Geschichte

Die Plastikdisc setzte sich in den 1960er Jahren in den USA durch und hat mittlerweile eine weltweite Anhängerschaft von weit mehr als einer Million Aktiven gewonnen. Das Mannschaftsspiel "Ultimate" wird häufig als Königsdisziplin des Discsports bezeichnet. Daneben gibt es eine Reihe weiterer Disziplinen für Einzelspieler und Teams, wie Disc-Golf, Double Disc Court, Weitwurf oder Freestyle.
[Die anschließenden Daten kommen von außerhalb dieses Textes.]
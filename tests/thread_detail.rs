use std::collections::HashMap;
use std::sync::Mutex;

use async_trait::async_trait;
use chrono::{DateTime, Duration, TimeZone, Utc};
use forum_api::get_thread_detail;
use forum_api::models::*;
use forum_api::repo::{CommentRepo, LikeRepo, ReplyRepo, RepoError, RepoResult, ThreadRepo, UserRepo};

fn at(secs: i64) -> DateTime<Utc> {
    Utc.timestamp_opt(1_700_000_000, 0).unwrap() + Duration::seconds(secs)
}

/// Canned read-side repository that records which gateway calls were made.
#[derive(Default)]
struct FakeRepo {
    thread: Option<Thread>,
    comments: Vec<Comment>,
    replies: Vec<Reply>,
    likes: HashMap<Id, u64>,
    calls: Mutex<Vec<&'static str>>,
}

impl FakeRepo {
    fn record(&self, call: &'static str) {
        self.calls.lock().unwrap().push(call);
    }

    fn calls(&self) -> Vec<&'static str> {
        self.calls.lock().unwrap().clone()
    }
}

#[async_trait]
impl UserRepo for FakeRepo {
    async fn add_user(&self, _new: NewUser) -> RepoResult<User> { unimplemented!() }
}

#[async_trait]
impl ThreadRepo for FakeRepo {
    async fn add_thread(&self, _new: NewThread) -> RepoResult<AddedThread> { unimplemented!() }
    async fn verify_thread_exists(&self, _id: &str) -> RepoResult<()> { unimplemented!() }
    async fn get_thread(&self, id: &str) -> RepoResult<Thread> {
        self.record("get_thread");
        self.thread.clone().filter(|t| t.id == id).ok_or(RepoError::NotFound(Entity::Thread))
    }
}

#[async_trait]
impl CommentRepo for FakeRepo {
    async fn add_comment(&self, _new: NewComment) -> RepoResult<AddedComment> { unimplemented!() }
    async fn verify_comment_exists(&self, _id: &str) -> RepoResult<()> { unimplemented!() }
    async fn verify_comment_owner(&self, _id: &str, _owner: &str) -> RepoResult<()> { unimplemented!() }
    async fn soft_delete_comment(&self, _id: &str) -> RepoResult<()> { unimplemented!() }
    async fn list_comments_by_thread(&self, thread_id: &str) -> RepoResult<Vec<Comment>> {
        self.record("list_comments_by_thread");
        Ok(self.comments.iter().filter(|c| c.thread_id == thread_id).cloned().collect())
    }
}

#[async_trait]
impl LikeRepo for FakeRepo {
    async fn is_comment_liked(&self, _c: &str, _u: &str) -> RepoResult<bool> { unimplemented!() }
    async fn add_comment_like(&self, _c: &str, _u: &str) -> RepoResult<()> { unimplemented!() }
    async fn delete_comment_like(&self, _c: &str, _u: &str) -> RepoResult<()> { unimplemented!() }
    async fn like_counts_for(&self, comment_ids: &[Id]) -> RepoResult<HashMap<Id, u64>> {
        self.record("like_counts_for");
        Ok(self.likes.iter().filter(|(id, _)| comment_ids.contains(*id)).map(|(k, v)| (k.clone(), *v)).collect())
    }
}

#[async_trait]
impl ReplyRepo for FakeRepo {
    async fn add_reply(&self, _new: NewReply) -> RepoResult<AddedReply> { unimplemented!() }
    async fn verify_reply_owner(&self, _id: &str, _owner: &str) -> RepoResult<()> { unimplemented!() }
    async fn soft_delete_reply(&self, _id: &str) -> RepoResult<()> { unimplemented!() }
    async fn list_replies_by_comments(&self, comment_ids: &[Id]) -> RepoResult<Vec<Reply>> {
        self.record("list_replies_by_comments");
        Ok(self.replies.iter().filter(|r| comment_ids.contains(&r.comment_id)).cloned().collect())
    }
}

fn comment(id: &str, username: &str, secs: i64, is_deleted: bool) -> Comment {
    Comment {
        id: id.into(),
        thread_id: "thread-1".into(),
        content: format!("isi {id}"),
        owner: format!("owner-of-{id}"),
        username: username.into(),
        created_at: at(secs),
        is_deleted,
    }
}

fn reply(id: &str, comment_id: &str, secs: i64, is_deleted: bool) -> Reply {
    Reply {
        id: id.into(),
        comment_id: comment_id.into(),
        content: format!("isi {id}"),
        owner: "user-3".into(),
        username: "budi".into(),
        created_at: at(secs),
        is_deleted,
    }
}

/// t1 with c1 (alice, 2 likes, replies r1 and a deleted r2) and a deleted c2 (bob).
fn scenario() -> FakeRepo {
    let mut likes = HashMap::new();
    likes.insert("comment-1".to_string(), 2);
    FakeRepo {
        thread: Some(Thread {
            id: "thread-1".into(),
            title: "judul".into(),
            body: "isi thread".into(),
            owner: "user-1".into(),
            username: "dicoding".into(),
            created_at: at(0),
        }),
        // storage order deliberately scrambled
        comments: vec![comment("comment-2", "bob", 20, true), comment("comment-1", "alice", 10, false)],
        replies: vec![reply("reply-2", "comment-1", 40, true), reply("reply-1", "comment-1", 30, false)],
        likes,
        calls: Mutex::new(Vec::new()),
    }
}

#[tokio::test]
async fn unknown_thread_fails_before_any_other_query() {
    let repo = FakeRepo::default();
    let err = get_thread_detail(&repo, "thread-x").await.unwrap_err();
    assert!(matches!(err, RepoError::NotFound(Entity::Thread)));
    assert_eq!(repo.calls(), vec!["get_thread"]);
}

#[tokio::test]
async fn assembles_full_thread_view() {
    let repo = scenario();
    let t = get_thread_detail(&repo, "thread-1").await.unwrap();

    assert_eq!(t.id, "thread-1");
    assert_eq!(t.username, "dicoding");
    assert_eq!(t.date, at(0));
    assert_eq!(t.comments.len(), 2);

    let c1 = &t.comments[0];
    assert_eq!(c1.id, "comment-1");
    assert_eq!(c1.username, "alice");
    assert_eq!(c1.content, "isi comment-1");
    assert_eq!(c1.like_count, 2);
    let reply_contents: Vec<_> = c1.replies.iter().map(|r| r.content.as_str()).collect();
    assert_eq!(reply_contents, vec!["isi reply-1", DELETED_REPLY_CONTENT]);

    let c2 = &t.comments[1];
    assert_eq!(c2.content, DELETED_COMMENT_CONTENT);
    assert_eq!(c2.like_count, 0);
    assert!(c2.replies.is_empty());

    let calls = repo.calls();
    assert_eq!(calls[..2], ["get_thread", "list_comments_by_thread"]);
    assert_eq!(calls.len(), 4);
}

#[tokio::test]
async fn thread_without_comments_has_empty_list() {
    let mut repo = scenario();
    repo.comments.clear();
    repo.replies.clear();
    let t = get_thread_detail(&repo, "thread-1").await.unwrap();
    assert!(t.comments.is_empty());
}

#[tokio::test]
async fn repeated_reads_are_identical() {
    let repo = scenario();
    let first = get_thread_detail(&repo, "thread-1").await.unwrap();
    let second = get_thread_detail(&repo, "thread-1").await.unwrap();
    assert_eq!(first, second);
}

#[tokio::test]
async fn wire_shape_uses_camel_case_and_hides_internal_fields() {
    let repo = scenario();
    let t = get_thread_detail(&repo, "thread-1").await.unwrap();
    let v = serde_json::to_value(&t).unwrap();
    assert_eq!(v["comments"][0]["likeCount"], 2);
    assert!(v["comments"][0].get("is_deleted").is_none());
    assert!(v["comments"][0]["replies"][0].get("likeCount").is_none());
    assert_eq!(v["comments"][0]["replies"][1]["content"], DELETED_REPLY_CONTENT);
}
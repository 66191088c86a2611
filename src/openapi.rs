use crate::error::ApiErrorBody;
use crate::models::{
    AddedComment, AddedReply, AddedThread, ContentPayload, DetailComment, DetailReply, DetailThread,
    ThreadPayload,
};
use utoipa::OpenApi;

#[derive(OpenApi)]
#[openapi(
    paths(
        crate::routes::health,
        crate::routes::post_thread,
        crate::routes::get_thread,
        crate::routes::post_comment,
        crate::routes::delete_comment,
        crate::routes::put_comment_like,
        crate::routes::post_reply,
        crate::routes::delete_reply,
    ),
    components(schemas(
        ThreadPayload, ContentPayload, AddedThread, AddedComment, AddedReply,
        DetailThread, DetailComment, DetailReply, ApiErrorBody
    )),
    tags(
        (name = "health", description = "Liveness"),
        (name = "threads", description = "Thread operations"),
        (name = "comments", description = "Comment and like operations"),
        (name = "replies", description = "Reply operations"),
    )
)]
pub struct ApiDoc;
Um vom gewöhnlichen „Hin- und Herwerfen“ der Flugscheibe wegzukommen, entwickelten Studenten in den sechziger Jahren Wettkampfformen, von denen heute noch einige erhalten sind. „Ultimate“ wurde erstmals 1968 in der heutigen Form gespielt und führte an den amerikanischen Universitäten zu massenhaften Clubgründungen. Noch immer stellen die Amerikaner das größte Spielerpotenzial, wobei einige Universitäten mehr als 600 Spieler in bis zu 40 Teams aufweisen. In Deutschland gibt es knapp 2.000 aktive Verbandsmitglieder sowie (geschätzt) mindestens noch einmal so viele nicht registrierte Spieler, die teils leistungsorientiert, teils nur zum Spaß Discsportarten betreiben.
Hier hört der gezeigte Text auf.